I left school at 16, quite liked figures and took a job in Derby Council’s treasury department where I got a grounding in every aspect of finance you can imagine. I had reached the level of Principal County Officer on Investments when in 1992 colleges were given financial independence from local authorities and needed finance directors. It was a very good career move for me … I got a job at Derby College based on my experience.
In my job, finance is just one element. Finance directors deal with anything from IT finance and premises through to resource management and capital projects - they all end up within my remit. If you are a finance director at a plc you would not be expected to pull in all these other elements.
I come in not quite knowing what I’ll face on any particular day. It’s very varied and you’re regularly hit between the eyes!
The focus has changed. Early on, I found the college’s finances were not quite how they had seemed. Forecasts for the next three years were not robust, so almost immediately we had to start getting the college back into recovery. It’s now much more stable against the backdrop of continuing funding pressures and cuts. We successfully managed it and saved something critical from going badly wrong - that’s part of the job.
It’s the constant need to save money - by improving efficiencies, among other things. We’ve had to utilise staff time better. The average lecturer is expected to deliver 864 teaching hours a year. But we were getting under 90% of that. It’s now 98% – an extra 85 hours of teaching each week.
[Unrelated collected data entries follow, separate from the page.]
mod doctor;

use std::path::PathBuf;
use std::sync::Arc;

use anyhow::Result;
use clap::{Parser, Subcommand};
use tokio::sync::watch;
use tracing::{info, warn};
use tracing_subscriber::EnvFilter;

use factbot_catalog::{CatalogStore, JsonCatalog, Selector};
use factbot_config::AppConfig;
use factbot_runtime::{FactBot, FactLibrary, RateGate};
use factbot_twitch::{TwitchSettings, start_bot};

#[derive(Debug, Parser)]
#[command(
    name = "factbot",
    version,
    about = "A chat bot that posts themed facts on demand and on a timer"
)]
struct Cli {
    /// Path to the TOML configuration file.
    #[arg(long, global = true, default_value = "config/default.toml")]
    config: PathBuf,

    #[command(subcommand)]
    command: Option<Commands>,
}

#[derive(Debug, Subcommand)]
enum Commands {
    /// Connect to chat and start serving facts (default).
    Start,
    /// Check credentials, config, and fact files.
    Doctor,
    /// List themes and how many facts each holds.
    Themes,
    /// Append a fact to a theme and save it.
    Add { theme: String, fact: String },
}

#[tokio::main]
async fn main() -> Result<()> {
    dotenvy::dotenv().ok();
    let cli = Cli::parse();
    let config = AppConfig::load_from(&cli.config)?;

    let filter = EnvFilter::try_from_default_env()
        .unwrap_or_else(|_| EnvFilter::new(&config.telemetry.log_level));
    tracing_subscriber::fmt().with_env_filter(filter).init();

    match cli.command.unwrap_or(Commands::Start) {
        Commands::Start => run_start(config).await?,
        Commands::Doctor => doctor::run(&config, &cli.config)?,
        Commands::Themes => {
            let library = load_library(&config);
            let summary = library.summary().await;
            if summary.is_empty() {
                println!("no themes found in {}", config.facts.directory);
            }
            for (theme, count) in summary {
                println!("{theme}: {count} facts");
            }
        }
        Commands::Add { theme, fact } => {
            if theme.trim().is_empty() || fact.trim().is_empty() {
                anyhow::bail!("both a theme and a fact are required");
            }
            let library = load_library(&config);
            let added = library.add_fact(theme.trim(), fact.trim()).await;
            if added.persisted {
                println!("added fact #{} to '{}'", added.count, added.theme);
            } else {
                anyhow::bail!("fact could not be saved to {}", config.facts.directory);
            }
        }
    }
    Ok(())
}

/// Load the JSON catalog and wire it to a fresh selector.
fn load_library(config: &AppConfig) -> Arc<FactLibrary> {
    let json = JsonCatalog::new(&config.facts.directory);
    let mut catalog = CatalogStore::new(Arc::new(json.clone()));
    let report = catalog.load(&json);
    info!(
        themes = report.themes,
        facts = report.facts,
        failures = report.failures.len(),
        "catalog loaded"
    );
    let selector = Selector::new(config.facts.recent_window);
    Arc::new(FactLibrary::new(catalog, selector))
}

async fn run_start(config: AppConfig) -> Result<()> {
    let settings = TwitchSettings::from_env(&config.twitch)?;
    let library = load_library(&config);
    let themes = library.list_themes().await;
    info!(?themes, "bot initialised for #{}", settings.channel);

    let gate = RateGate::new(config.cooldown());
    let bot = Arc::new(FactBot::new(config, library, gate));
    let (shutdown_tx, shutdown_rx) = watch::channel(false);
    tokio::spawn(async move {
        if let Err(err) = tokio::signal::ctrl_c().await {
            warn!(?err, "could not listen for ctrl-c; stop the process to exit");
            std::future::pending::<()>().await;
        }
        info!("shutdown requested");
        let _ = shutdown_tx.send(true);
    });

    start_bot(bot, settings, shutdown_rx).await
}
If someone was not doing teaching for whatever reason, we were having to pay somebody else to do it.
Previously, each year lecturers were given some 14,000 hours as time off from teaching schedules to do various activities but we have cut that to 4,000. 10,000 hours is a lot of money. We’ve also upped class sizes and thus use fewer teachers and classrooms. It’s only when you spend a lot of time analysing that you get these savings, but it’s meant we hit our 2014-15 savings target of just over £3.5m on time.
Last June we set up a new type of subsidiary company at the college — a. big problem is huge and rising pension costs for support staff. They're all originally linked to the individual pension scheme funded by councils across the UK. Now new support staff will not be employed by the college but by our subsidiary. It does have a pension scheme but instead of the college contributing 16-20% as an employer, it is now 5%.
September to November is accounts time and something you have to fit in between the day-to-day stuff – like managing two large, multi-million pound building projects for the past two years.
Bags of self-motivation as no one else will motivate you when you are battling against the funding bodies. A huge sense of humour. An ability to multi-task. And a good set of presentation skills - without them, you’re lost before you start.
You can have all the qualifications but experience in FE counts for a lot. You need to understand the sector to make a difference. You are solely responsible for so many things – that’s why you are employed as it’s such a specialist area to get a grip on. I’ve seen people from the private sector leave colleges very quickly because they just can’t cope with it.
Your opportunities will depend on the size of college you start at. People can work through from purchasing and sales, get their AAT accountancy qualifications or something similar and then go on to take more qualifications. Two of my staff are fully qualified chartered accountants and with a few more years’ experience could go for head of finance positions somewhere in the college and then on to a financial director’s post. It can be a long path – you absolutely have to stick at it on the way up - it’s not something you can go into straightaway but the rewards come with the job..
A very early set alarm clock! Even after three years it’s still a job I enjoy doing. There are new challenges every week, and yet with my background and experience I know I can still make a difference.